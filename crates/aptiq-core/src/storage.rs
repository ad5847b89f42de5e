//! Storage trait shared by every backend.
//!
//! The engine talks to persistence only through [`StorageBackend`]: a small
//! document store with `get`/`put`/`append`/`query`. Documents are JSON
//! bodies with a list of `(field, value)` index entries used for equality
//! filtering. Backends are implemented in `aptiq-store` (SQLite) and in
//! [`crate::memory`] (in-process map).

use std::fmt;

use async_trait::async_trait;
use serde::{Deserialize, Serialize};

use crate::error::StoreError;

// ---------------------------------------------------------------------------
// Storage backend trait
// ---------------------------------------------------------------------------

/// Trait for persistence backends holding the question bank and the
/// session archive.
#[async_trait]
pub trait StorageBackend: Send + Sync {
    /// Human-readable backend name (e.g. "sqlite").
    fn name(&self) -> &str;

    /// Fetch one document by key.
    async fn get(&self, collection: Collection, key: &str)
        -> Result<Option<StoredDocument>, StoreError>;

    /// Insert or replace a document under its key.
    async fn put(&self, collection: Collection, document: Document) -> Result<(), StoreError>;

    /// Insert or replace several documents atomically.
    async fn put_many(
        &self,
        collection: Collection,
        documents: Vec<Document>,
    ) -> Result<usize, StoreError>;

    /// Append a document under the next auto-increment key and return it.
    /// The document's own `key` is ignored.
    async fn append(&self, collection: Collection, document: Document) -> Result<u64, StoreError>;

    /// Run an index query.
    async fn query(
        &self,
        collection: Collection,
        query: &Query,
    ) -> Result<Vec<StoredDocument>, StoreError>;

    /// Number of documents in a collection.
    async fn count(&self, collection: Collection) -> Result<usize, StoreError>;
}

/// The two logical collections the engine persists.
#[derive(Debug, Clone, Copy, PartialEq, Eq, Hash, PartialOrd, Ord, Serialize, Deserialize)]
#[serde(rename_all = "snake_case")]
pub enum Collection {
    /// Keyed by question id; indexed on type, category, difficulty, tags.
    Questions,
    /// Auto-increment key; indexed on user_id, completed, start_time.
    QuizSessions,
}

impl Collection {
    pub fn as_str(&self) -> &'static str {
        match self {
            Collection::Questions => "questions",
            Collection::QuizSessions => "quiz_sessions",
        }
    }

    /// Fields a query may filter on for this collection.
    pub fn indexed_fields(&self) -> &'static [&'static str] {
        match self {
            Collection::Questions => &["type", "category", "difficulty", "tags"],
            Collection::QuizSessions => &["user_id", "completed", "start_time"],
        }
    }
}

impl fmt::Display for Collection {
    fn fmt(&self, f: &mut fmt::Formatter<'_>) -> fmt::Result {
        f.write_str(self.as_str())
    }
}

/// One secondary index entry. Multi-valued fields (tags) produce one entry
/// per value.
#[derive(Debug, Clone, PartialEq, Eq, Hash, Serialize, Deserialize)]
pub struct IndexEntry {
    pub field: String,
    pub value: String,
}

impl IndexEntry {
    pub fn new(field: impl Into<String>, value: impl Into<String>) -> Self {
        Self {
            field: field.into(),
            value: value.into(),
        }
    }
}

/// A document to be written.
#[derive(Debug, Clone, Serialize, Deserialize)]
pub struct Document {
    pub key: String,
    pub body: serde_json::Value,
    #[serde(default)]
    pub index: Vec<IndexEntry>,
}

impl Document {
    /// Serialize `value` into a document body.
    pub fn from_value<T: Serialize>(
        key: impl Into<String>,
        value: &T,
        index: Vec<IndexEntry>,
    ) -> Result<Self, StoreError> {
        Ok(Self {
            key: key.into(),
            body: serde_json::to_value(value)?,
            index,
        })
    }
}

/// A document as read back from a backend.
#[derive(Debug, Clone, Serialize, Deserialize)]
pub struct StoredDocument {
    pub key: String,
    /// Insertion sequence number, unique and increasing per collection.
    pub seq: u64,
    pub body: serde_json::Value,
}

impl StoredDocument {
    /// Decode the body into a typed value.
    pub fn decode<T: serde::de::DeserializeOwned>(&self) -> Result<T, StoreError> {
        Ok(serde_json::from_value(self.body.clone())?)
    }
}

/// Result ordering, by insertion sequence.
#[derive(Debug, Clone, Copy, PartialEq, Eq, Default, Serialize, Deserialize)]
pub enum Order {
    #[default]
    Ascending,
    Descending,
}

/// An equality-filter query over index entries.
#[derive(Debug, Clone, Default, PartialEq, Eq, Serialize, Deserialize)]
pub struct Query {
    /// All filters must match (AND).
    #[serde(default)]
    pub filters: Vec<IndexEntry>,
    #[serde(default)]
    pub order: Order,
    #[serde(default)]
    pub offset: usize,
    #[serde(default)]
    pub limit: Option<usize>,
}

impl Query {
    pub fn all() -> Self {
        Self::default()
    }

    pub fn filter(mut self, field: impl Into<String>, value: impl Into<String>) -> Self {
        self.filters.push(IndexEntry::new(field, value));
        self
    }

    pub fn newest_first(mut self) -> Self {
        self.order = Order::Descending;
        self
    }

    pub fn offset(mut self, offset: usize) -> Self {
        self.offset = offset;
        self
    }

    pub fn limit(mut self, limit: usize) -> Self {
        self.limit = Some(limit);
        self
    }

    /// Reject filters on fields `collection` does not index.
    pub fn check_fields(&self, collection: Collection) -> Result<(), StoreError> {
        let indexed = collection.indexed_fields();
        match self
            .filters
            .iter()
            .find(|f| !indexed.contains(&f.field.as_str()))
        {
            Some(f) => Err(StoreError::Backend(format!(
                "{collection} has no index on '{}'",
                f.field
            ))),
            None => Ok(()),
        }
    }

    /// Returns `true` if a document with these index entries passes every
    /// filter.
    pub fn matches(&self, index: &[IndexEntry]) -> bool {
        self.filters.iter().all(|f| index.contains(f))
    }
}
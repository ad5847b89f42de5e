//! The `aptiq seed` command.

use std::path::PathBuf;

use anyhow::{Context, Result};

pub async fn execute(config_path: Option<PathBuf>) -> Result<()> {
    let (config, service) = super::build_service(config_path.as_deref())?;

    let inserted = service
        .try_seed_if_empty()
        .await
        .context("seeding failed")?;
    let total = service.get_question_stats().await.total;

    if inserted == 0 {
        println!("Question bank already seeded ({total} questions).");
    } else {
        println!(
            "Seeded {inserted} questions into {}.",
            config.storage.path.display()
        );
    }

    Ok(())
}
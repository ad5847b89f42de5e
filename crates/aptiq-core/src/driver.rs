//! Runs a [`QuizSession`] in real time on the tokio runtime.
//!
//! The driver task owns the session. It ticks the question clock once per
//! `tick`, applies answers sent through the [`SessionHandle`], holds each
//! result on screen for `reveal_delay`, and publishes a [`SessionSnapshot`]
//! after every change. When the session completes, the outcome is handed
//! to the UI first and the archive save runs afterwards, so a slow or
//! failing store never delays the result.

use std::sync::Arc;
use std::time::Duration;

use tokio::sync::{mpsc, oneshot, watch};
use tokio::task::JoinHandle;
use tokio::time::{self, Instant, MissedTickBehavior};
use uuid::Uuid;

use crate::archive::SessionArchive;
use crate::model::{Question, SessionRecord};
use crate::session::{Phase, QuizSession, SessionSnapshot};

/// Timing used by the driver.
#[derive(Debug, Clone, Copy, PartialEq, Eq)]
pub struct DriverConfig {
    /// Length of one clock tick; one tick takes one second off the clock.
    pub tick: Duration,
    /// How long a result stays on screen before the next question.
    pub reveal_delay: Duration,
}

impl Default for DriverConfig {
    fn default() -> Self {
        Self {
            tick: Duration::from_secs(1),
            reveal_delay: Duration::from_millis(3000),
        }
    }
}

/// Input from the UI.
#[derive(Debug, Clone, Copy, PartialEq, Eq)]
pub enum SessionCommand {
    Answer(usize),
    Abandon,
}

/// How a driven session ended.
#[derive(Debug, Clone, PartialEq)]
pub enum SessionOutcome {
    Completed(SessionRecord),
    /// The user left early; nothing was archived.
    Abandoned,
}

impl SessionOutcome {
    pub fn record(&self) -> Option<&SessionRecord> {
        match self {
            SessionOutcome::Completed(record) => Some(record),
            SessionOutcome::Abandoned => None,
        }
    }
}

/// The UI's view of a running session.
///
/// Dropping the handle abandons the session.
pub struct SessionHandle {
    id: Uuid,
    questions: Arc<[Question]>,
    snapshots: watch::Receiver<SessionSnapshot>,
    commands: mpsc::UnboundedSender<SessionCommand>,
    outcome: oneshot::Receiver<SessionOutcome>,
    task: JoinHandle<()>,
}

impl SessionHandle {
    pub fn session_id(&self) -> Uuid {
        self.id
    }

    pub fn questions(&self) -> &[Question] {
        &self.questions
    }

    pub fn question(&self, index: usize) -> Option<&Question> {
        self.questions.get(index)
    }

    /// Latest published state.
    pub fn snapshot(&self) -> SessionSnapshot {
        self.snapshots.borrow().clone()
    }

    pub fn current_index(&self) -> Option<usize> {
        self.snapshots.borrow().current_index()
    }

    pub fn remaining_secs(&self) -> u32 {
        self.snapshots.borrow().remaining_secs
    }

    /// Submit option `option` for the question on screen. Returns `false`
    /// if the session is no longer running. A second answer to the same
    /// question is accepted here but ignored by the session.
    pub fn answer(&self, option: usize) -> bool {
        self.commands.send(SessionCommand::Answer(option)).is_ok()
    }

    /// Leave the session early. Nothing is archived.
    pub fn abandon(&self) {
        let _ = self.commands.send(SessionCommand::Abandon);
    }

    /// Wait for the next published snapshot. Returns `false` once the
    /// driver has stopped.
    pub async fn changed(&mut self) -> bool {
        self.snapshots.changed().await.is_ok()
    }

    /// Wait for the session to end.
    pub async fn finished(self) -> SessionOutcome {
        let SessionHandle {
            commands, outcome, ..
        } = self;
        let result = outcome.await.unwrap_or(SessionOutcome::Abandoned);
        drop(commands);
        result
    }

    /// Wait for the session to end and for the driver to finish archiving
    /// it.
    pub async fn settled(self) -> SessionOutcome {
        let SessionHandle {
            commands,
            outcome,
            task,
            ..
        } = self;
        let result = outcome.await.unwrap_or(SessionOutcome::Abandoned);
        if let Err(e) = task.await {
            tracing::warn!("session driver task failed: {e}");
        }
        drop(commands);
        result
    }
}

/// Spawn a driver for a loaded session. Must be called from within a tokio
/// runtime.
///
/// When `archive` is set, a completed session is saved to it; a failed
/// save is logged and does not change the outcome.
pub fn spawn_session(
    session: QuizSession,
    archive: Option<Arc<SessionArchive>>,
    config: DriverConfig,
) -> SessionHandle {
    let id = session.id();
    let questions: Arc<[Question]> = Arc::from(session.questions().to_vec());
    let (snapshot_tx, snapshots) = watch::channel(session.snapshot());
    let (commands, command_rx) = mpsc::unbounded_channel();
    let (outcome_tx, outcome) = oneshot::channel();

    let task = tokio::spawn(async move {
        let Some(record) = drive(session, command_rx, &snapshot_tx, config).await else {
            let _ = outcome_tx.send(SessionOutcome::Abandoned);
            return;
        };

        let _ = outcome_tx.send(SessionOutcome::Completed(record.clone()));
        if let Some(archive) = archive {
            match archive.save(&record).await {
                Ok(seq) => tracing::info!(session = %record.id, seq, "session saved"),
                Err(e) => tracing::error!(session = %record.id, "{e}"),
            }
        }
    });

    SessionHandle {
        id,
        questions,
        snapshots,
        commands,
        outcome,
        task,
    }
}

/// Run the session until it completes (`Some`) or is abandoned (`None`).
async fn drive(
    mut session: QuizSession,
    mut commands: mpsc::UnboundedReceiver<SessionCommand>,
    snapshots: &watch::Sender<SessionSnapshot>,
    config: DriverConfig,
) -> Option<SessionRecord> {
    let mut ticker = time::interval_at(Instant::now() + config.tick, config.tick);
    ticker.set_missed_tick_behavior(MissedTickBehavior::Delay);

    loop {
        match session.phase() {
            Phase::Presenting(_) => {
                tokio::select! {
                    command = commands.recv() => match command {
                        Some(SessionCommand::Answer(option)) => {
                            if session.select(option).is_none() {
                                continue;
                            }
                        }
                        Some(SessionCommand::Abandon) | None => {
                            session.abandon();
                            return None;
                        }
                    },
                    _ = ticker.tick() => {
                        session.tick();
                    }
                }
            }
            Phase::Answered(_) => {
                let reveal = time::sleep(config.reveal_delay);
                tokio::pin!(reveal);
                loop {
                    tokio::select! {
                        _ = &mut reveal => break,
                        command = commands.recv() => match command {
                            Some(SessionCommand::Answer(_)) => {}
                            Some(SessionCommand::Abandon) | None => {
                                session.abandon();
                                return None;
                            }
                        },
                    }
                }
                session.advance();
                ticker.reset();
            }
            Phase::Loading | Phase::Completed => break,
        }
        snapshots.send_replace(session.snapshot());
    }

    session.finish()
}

**Exercise goal**
Please go through the data above and copy each line that has the word "String".

**Response area**
    pub field: String,
    pub value: String,
    pub fn new(field: impl Into<String>, value: impl Into<String>) -> Self {
    pub key: String,
        key: impl Into<String>,
    pub key: String,
    pub fn filter(mut self, field: impl Into<String>, value: impl Into<String>) -> Self {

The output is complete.